- **EXERCISE AIM**: Using the material below, print the line that contains "#[derive(Debug, Clone, Copy, PartialEq, Eq, Hash)]", the line that contains "fn fmt(&self, f: &mut", and every line in between, exactly and nothing else.
——
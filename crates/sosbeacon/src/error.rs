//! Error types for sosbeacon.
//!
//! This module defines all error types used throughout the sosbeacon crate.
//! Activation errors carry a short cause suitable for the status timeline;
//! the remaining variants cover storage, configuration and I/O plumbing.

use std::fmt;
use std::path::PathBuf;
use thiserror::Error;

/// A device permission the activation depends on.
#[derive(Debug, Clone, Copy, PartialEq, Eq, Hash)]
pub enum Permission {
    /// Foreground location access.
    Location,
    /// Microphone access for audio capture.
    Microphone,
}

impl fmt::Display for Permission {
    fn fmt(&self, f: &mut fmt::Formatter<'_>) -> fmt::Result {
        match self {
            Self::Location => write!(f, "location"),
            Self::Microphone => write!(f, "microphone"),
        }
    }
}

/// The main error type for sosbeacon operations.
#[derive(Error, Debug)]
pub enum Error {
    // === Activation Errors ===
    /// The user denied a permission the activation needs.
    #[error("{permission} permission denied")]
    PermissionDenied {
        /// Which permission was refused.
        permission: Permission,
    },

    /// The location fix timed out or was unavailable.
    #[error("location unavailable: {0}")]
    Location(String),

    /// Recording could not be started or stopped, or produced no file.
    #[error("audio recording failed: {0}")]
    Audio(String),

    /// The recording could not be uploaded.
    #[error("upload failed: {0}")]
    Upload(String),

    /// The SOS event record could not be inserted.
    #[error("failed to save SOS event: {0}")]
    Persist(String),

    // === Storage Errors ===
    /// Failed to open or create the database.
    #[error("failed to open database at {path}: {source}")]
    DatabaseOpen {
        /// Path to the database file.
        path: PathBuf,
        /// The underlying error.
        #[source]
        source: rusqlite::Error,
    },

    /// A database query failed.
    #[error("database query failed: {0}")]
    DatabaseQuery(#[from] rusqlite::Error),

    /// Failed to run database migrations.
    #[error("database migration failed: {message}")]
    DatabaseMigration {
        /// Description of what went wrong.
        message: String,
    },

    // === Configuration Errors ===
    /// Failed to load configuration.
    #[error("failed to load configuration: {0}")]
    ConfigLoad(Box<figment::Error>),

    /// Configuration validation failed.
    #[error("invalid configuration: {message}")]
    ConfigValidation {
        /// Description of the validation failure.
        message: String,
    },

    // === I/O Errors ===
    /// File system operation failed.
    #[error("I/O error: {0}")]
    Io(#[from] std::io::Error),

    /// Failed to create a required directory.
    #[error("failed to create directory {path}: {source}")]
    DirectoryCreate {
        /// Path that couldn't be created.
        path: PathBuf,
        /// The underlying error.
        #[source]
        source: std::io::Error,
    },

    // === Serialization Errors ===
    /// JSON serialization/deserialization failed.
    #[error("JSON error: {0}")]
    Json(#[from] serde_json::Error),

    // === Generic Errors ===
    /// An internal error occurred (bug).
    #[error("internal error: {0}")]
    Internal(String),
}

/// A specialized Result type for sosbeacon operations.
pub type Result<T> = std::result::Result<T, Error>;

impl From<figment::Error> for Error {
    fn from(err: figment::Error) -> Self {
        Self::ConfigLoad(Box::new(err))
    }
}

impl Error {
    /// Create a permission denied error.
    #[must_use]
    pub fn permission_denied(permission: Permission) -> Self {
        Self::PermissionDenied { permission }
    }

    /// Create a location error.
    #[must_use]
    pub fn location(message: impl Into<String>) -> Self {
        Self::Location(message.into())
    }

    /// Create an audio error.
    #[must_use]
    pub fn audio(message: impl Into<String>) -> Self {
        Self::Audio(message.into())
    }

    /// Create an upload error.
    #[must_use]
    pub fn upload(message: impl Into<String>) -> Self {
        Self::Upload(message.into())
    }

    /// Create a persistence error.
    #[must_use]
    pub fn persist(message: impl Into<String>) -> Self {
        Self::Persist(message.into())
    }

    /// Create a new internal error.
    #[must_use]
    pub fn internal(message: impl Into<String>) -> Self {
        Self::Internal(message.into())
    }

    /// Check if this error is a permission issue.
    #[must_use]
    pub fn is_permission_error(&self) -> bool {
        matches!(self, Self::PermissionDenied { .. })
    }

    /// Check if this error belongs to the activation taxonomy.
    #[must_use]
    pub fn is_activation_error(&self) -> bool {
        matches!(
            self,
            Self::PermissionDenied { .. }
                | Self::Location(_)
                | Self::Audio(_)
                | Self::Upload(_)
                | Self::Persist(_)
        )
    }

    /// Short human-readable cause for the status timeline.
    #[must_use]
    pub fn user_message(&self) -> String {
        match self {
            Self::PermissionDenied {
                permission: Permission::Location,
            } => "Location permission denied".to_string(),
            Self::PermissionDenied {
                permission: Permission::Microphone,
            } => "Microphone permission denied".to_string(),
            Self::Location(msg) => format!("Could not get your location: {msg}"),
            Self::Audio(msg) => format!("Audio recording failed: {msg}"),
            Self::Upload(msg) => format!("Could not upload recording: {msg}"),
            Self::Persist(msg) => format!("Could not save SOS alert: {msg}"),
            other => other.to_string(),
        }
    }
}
——
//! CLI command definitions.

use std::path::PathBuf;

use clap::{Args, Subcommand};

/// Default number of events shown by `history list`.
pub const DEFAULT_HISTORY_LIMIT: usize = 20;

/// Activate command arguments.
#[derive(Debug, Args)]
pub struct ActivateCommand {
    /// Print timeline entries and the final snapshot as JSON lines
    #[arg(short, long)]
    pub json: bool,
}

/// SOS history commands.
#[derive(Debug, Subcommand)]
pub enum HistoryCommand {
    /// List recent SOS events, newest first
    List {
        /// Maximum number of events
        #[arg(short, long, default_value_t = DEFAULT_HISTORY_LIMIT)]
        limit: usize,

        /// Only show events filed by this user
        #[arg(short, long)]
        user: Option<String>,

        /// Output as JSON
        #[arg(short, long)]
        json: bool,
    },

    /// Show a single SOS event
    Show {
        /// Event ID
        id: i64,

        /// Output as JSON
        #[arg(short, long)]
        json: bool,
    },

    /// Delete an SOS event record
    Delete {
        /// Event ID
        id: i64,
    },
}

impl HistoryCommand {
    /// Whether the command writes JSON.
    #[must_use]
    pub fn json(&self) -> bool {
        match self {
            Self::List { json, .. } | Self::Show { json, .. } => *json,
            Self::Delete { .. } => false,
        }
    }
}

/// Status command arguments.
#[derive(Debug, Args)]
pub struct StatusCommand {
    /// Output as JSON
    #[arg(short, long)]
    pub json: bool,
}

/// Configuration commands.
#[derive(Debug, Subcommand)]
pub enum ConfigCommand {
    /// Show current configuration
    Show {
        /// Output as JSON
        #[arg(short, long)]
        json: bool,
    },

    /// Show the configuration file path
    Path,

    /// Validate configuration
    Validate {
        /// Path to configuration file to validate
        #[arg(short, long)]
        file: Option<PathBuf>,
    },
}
——
- **ANSWER TO THE PROBLEM**:
#[derive(Debug, Clone, Copy, PartialEq, Eq, Hash)]
pub enum Permission {
    /// Foreground location access.
    Location,
    /// Microphone access for audio capture.
    Microphone,
}

impl fmt::Display for Permission {
    fn fmt(&self, f: &mut fmt::Formatter<'_>) -> fmt::Result {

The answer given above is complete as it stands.